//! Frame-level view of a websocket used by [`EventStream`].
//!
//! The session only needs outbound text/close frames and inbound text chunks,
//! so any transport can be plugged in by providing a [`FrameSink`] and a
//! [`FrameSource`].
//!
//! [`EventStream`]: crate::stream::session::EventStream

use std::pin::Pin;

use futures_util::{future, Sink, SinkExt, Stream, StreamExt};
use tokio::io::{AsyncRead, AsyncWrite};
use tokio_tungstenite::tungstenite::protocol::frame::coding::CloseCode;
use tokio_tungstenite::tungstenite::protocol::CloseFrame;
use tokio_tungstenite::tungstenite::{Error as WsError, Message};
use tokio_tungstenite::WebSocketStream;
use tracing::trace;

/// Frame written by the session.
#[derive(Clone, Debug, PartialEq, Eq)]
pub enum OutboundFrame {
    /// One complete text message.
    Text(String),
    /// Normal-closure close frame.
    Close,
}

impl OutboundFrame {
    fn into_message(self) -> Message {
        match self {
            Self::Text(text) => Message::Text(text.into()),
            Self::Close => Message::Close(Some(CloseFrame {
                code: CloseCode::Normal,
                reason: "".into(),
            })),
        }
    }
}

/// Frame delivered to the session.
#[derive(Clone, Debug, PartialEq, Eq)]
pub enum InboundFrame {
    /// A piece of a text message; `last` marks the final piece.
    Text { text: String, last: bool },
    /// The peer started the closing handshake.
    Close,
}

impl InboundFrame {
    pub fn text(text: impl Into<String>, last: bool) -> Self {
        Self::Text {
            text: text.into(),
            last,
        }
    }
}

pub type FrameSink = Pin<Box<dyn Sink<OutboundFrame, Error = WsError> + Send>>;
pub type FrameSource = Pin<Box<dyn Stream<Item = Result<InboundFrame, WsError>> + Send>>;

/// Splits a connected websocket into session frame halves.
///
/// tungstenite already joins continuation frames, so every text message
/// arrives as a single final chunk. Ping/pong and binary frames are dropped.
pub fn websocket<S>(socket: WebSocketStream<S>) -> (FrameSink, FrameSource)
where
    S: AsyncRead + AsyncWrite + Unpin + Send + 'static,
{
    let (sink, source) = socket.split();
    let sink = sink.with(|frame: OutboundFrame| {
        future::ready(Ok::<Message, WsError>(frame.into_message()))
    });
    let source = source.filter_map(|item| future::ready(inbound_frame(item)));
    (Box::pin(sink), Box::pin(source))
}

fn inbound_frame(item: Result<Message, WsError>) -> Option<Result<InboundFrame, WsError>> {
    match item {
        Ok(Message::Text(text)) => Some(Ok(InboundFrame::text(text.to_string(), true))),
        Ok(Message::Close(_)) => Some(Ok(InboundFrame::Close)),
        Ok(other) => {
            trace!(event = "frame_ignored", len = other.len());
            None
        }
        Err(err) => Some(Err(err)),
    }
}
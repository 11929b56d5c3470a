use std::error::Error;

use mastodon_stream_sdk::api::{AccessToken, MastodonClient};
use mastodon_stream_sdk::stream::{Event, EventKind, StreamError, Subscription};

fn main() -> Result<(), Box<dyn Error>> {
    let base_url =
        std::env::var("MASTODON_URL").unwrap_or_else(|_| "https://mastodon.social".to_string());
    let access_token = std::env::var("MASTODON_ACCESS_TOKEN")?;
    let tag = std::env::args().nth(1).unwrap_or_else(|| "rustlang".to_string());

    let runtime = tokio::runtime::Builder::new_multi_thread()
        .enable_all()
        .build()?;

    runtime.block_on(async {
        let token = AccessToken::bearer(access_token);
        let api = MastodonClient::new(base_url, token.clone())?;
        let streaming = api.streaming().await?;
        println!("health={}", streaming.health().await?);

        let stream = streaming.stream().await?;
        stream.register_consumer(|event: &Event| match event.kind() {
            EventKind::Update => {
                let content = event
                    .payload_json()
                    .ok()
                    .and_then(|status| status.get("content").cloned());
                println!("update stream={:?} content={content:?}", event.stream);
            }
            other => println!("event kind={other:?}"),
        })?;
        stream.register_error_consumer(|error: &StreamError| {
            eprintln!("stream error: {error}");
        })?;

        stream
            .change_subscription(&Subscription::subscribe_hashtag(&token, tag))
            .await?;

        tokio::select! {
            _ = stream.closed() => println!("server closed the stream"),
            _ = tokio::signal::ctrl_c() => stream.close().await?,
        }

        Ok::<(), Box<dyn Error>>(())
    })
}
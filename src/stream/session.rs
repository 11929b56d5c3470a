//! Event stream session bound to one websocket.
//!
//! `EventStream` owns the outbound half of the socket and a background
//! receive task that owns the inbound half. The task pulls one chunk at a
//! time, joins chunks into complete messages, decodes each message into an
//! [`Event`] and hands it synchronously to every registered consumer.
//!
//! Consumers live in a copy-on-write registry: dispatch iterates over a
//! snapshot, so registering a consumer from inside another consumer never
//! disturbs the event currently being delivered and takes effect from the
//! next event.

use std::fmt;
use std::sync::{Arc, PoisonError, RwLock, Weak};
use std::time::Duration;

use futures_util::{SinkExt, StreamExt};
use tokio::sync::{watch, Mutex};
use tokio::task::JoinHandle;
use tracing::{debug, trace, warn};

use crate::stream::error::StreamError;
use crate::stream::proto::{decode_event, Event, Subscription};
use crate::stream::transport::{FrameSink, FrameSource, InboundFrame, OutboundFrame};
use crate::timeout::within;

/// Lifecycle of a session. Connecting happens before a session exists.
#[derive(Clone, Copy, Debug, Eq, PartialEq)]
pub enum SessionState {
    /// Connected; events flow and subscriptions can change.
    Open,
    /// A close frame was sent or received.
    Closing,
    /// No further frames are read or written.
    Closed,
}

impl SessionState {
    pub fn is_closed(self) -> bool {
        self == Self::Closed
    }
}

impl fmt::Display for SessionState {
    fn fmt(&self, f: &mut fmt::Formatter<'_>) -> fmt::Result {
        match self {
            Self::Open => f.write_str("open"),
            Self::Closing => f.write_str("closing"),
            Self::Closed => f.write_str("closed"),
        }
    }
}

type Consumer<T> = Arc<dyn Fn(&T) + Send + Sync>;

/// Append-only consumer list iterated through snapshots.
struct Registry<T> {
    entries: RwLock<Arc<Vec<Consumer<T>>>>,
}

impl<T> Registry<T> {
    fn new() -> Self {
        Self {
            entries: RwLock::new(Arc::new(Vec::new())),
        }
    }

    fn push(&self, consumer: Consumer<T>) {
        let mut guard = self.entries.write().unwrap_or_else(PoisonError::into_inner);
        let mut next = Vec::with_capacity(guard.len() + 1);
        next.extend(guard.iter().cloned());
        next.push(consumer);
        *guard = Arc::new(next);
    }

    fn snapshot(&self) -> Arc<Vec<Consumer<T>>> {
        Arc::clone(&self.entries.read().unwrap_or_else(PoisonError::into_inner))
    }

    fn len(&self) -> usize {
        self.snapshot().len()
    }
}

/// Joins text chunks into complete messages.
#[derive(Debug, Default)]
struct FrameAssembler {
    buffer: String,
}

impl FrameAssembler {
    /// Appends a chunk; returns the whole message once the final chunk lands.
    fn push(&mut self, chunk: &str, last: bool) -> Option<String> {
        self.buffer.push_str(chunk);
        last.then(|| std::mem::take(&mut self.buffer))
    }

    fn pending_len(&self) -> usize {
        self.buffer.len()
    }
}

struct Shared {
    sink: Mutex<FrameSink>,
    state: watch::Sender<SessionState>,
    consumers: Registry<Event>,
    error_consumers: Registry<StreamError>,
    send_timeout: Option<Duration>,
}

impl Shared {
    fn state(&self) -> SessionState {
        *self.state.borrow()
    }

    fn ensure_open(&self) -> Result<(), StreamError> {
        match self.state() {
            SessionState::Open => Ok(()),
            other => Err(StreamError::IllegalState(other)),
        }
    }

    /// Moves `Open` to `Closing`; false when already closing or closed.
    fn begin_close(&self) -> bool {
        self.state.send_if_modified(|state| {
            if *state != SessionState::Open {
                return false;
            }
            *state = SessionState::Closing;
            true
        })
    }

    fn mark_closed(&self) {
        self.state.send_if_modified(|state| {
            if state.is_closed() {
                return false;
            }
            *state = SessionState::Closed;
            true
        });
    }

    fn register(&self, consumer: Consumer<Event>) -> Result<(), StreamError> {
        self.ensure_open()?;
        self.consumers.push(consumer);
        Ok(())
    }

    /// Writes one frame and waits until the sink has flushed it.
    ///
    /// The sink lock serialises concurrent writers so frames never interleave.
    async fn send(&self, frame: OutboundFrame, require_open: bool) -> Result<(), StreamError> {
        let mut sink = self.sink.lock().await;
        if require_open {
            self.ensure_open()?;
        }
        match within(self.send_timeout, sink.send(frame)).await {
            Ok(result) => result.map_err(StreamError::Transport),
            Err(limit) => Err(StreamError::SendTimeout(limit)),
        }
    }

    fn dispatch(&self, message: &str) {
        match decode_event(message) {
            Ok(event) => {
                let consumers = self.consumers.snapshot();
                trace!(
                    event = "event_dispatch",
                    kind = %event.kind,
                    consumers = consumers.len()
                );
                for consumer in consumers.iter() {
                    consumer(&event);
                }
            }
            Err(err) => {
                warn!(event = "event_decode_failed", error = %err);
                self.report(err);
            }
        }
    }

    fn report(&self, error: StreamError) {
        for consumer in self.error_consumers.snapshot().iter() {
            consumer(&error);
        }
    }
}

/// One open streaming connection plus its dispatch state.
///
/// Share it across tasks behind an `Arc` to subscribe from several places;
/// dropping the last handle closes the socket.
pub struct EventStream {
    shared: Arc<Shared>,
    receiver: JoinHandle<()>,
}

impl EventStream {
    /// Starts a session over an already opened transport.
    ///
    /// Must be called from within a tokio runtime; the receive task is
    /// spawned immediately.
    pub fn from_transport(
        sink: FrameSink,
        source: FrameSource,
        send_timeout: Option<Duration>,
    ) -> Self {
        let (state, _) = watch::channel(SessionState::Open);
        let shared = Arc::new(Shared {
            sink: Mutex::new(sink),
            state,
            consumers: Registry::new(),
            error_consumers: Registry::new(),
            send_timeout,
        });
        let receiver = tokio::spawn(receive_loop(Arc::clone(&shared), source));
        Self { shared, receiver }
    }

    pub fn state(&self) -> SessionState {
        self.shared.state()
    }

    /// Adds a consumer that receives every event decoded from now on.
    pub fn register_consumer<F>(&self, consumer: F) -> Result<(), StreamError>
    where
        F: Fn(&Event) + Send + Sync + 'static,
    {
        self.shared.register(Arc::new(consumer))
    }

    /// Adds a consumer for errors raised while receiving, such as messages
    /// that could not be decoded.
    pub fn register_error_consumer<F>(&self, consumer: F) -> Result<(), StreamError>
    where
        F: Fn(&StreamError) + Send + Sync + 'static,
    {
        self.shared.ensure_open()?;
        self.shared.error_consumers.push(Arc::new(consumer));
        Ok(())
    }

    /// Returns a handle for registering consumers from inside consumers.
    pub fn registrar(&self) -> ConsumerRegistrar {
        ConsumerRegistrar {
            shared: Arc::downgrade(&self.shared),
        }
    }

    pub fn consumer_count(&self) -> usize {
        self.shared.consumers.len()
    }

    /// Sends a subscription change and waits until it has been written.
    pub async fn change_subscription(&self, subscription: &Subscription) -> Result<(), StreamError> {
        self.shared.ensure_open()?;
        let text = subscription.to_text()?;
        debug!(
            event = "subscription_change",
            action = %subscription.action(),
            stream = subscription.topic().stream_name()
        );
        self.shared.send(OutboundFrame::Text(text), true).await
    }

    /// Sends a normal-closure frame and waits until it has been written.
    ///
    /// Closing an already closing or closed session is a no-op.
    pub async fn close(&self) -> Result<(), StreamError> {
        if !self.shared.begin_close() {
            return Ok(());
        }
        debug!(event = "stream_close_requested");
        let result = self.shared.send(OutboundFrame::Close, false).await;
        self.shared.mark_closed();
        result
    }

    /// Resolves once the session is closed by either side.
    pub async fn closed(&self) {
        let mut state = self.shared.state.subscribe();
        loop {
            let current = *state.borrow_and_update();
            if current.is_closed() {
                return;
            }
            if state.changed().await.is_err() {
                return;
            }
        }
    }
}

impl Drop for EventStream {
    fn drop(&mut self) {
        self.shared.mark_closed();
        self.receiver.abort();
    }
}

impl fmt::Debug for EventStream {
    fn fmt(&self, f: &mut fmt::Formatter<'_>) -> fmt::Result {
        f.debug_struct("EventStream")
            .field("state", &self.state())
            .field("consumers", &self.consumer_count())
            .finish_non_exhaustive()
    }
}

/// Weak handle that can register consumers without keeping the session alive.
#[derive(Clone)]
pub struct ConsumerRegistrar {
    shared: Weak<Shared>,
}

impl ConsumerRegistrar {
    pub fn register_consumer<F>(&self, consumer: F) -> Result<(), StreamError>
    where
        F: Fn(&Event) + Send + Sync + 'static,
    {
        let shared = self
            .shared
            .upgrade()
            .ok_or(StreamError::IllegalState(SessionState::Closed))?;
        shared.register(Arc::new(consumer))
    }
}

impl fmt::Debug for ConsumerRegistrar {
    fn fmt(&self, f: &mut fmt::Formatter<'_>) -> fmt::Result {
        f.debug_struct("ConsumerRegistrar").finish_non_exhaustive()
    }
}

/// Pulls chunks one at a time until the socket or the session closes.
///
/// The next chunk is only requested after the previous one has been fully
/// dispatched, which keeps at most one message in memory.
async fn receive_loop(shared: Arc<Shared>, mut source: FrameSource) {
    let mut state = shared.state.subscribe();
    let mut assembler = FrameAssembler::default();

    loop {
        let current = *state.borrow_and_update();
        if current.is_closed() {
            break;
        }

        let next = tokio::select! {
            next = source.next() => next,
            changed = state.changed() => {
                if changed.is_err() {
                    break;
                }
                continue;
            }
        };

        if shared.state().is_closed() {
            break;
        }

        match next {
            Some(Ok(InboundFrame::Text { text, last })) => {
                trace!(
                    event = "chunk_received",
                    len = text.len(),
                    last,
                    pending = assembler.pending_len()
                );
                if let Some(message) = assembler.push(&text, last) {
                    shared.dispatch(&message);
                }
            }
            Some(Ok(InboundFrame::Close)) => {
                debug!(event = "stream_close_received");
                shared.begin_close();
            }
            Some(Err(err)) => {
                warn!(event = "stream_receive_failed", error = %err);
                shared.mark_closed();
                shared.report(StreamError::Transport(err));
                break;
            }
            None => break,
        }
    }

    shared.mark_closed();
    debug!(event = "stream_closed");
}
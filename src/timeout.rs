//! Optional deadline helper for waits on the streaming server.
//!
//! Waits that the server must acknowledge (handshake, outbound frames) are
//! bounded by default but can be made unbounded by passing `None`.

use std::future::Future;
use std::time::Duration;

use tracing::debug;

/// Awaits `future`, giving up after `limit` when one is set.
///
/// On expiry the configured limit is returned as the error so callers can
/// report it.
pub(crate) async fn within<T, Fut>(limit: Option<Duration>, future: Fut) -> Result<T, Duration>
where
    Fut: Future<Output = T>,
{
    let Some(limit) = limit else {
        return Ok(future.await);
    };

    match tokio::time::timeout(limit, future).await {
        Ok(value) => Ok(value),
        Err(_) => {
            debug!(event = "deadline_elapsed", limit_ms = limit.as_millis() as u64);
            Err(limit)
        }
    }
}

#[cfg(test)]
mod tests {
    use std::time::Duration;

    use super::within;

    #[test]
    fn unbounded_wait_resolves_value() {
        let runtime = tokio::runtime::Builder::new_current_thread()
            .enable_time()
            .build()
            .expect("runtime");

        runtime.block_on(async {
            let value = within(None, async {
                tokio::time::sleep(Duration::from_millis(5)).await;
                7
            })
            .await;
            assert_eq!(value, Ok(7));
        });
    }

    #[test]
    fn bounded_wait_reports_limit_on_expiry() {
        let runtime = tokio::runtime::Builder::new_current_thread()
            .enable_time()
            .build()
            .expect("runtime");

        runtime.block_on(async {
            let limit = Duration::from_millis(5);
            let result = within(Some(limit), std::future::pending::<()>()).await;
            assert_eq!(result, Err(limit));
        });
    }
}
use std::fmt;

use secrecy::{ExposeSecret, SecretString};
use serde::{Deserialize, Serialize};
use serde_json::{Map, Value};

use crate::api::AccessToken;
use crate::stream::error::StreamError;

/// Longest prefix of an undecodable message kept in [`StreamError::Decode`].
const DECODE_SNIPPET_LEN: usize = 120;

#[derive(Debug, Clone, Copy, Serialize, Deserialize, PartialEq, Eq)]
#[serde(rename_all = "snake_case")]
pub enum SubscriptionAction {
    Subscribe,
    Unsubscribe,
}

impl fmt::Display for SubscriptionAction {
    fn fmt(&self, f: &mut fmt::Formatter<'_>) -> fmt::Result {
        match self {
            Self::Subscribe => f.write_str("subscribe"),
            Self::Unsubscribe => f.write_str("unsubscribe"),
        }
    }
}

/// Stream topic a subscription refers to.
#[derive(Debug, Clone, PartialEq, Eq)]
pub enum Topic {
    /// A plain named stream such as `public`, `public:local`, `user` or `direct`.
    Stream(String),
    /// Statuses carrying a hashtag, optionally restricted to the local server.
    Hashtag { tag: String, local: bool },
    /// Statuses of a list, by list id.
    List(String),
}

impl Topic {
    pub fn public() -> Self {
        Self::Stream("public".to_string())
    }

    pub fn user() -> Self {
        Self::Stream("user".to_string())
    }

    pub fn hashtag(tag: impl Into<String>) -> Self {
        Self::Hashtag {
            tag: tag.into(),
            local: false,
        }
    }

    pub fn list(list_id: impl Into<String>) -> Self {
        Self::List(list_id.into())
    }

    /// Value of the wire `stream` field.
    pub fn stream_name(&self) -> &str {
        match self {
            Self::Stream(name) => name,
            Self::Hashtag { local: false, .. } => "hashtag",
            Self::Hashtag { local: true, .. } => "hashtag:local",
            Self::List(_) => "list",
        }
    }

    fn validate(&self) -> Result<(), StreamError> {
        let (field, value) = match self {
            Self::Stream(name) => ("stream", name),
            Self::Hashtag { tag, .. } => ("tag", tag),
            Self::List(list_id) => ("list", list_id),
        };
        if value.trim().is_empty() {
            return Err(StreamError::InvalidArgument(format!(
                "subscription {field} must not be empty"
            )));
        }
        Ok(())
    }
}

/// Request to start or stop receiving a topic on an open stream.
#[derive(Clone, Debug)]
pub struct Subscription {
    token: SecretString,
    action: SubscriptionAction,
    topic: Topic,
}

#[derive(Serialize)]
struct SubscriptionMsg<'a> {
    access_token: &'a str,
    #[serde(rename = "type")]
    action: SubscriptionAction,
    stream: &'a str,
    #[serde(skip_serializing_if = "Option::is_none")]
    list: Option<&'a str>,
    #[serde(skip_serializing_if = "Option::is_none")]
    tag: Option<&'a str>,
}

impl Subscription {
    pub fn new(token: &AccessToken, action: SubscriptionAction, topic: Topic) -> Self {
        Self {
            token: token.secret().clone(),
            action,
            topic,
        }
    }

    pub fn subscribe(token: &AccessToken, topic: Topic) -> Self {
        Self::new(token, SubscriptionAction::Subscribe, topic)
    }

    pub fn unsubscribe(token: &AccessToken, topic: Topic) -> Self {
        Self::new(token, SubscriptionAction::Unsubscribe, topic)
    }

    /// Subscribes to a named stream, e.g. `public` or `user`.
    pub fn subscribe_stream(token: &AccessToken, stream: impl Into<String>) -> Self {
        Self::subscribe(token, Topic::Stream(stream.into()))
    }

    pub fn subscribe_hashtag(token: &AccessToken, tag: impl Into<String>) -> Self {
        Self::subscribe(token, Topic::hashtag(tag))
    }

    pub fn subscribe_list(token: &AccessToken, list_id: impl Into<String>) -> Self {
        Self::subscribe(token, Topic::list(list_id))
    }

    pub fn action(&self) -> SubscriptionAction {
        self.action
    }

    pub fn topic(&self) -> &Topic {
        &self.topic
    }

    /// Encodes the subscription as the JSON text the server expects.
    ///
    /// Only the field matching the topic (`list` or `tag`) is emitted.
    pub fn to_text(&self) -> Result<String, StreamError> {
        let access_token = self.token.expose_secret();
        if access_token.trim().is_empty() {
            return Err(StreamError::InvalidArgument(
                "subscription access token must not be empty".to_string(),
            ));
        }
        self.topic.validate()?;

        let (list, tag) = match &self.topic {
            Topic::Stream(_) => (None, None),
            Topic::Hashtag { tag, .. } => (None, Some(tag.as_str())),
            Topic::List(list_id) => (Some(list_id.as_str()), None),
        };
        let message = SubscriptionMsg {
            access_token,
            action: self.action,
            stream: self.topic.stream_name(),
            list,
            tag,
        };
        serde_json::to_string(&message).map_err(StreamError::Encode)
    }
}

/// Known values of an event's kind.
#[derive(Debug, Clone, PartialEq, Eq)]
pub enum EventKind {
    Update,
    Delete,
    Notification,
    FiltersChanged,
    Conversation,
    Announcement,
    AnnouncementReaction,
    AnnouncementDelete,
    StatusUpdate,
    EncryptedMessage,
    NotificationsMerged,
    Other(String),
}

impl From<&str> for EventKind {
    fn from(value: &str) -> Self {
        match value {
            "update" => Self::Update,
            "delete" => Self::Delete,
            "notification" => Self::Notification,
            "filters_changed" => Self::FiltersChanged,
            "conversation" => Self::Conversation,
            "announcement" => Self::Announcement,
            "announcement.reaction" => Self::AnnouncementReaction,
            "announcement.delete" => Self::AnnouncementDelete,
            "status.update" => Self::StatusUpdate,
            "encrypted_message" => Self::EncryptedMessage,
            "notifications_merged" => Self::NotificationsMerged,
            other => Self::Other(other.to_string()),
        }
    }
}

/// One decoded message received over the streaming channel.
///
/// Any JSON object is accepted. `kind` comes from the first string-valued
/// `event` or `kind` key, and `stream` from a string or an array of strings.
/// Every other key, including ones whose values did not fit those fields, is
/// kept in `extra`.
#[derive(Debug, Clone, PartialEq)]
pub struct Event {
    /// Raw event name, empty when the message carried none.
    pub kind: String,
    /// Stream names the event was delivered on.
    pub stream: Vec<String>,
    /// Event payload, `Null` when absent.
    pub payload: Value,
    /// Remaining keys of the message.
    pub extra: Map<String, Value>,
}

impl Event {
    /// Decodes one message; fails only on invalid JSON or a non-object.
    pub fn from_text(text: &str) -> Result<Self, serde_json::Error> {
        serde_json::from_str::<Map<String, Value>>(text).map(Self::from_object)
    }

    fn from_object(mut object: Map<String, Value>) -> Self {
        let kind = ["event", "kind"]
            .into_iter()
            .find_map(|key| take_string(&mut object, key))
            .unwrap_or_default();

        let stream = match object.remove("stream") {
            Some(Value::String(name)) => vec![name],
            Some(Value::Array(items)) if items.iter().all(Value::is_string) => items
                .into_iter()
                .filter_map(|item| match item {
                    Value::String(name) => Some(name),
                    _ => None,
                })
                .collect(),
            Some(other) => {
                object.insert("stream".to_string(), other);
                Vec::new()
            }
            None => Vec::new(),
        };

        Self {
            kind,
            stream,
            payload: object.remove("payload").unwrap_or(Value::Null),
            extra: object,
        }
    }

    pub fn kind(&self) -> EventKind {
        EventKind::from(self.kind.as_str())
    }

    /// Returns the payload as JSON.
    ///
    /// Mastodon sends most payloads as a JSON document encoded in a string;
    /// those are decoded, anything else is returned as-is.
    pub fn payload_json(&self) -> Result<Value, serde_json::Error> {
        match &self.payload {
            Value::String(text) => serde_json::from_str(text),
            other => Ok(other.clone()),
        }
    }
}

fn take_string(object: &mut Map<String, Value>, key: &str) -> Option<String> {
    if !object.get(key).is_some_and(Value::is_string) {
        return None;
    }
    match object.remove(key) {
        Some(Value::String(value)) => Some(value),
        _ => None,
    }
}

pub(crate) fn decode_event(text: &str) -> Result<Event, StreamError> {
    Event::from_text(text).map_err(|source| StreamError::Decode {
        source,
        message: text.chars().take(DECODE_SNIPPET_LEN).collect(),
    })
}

———

### The task
Single out each line of the records above with the string "buffer" in it, and copy it.

### Exercise answer
    buffer: String,
        self.buffer.push_str(chunk);
        last.then(|| std::mem::take(&mut self.buffer))
        self.buffer.len()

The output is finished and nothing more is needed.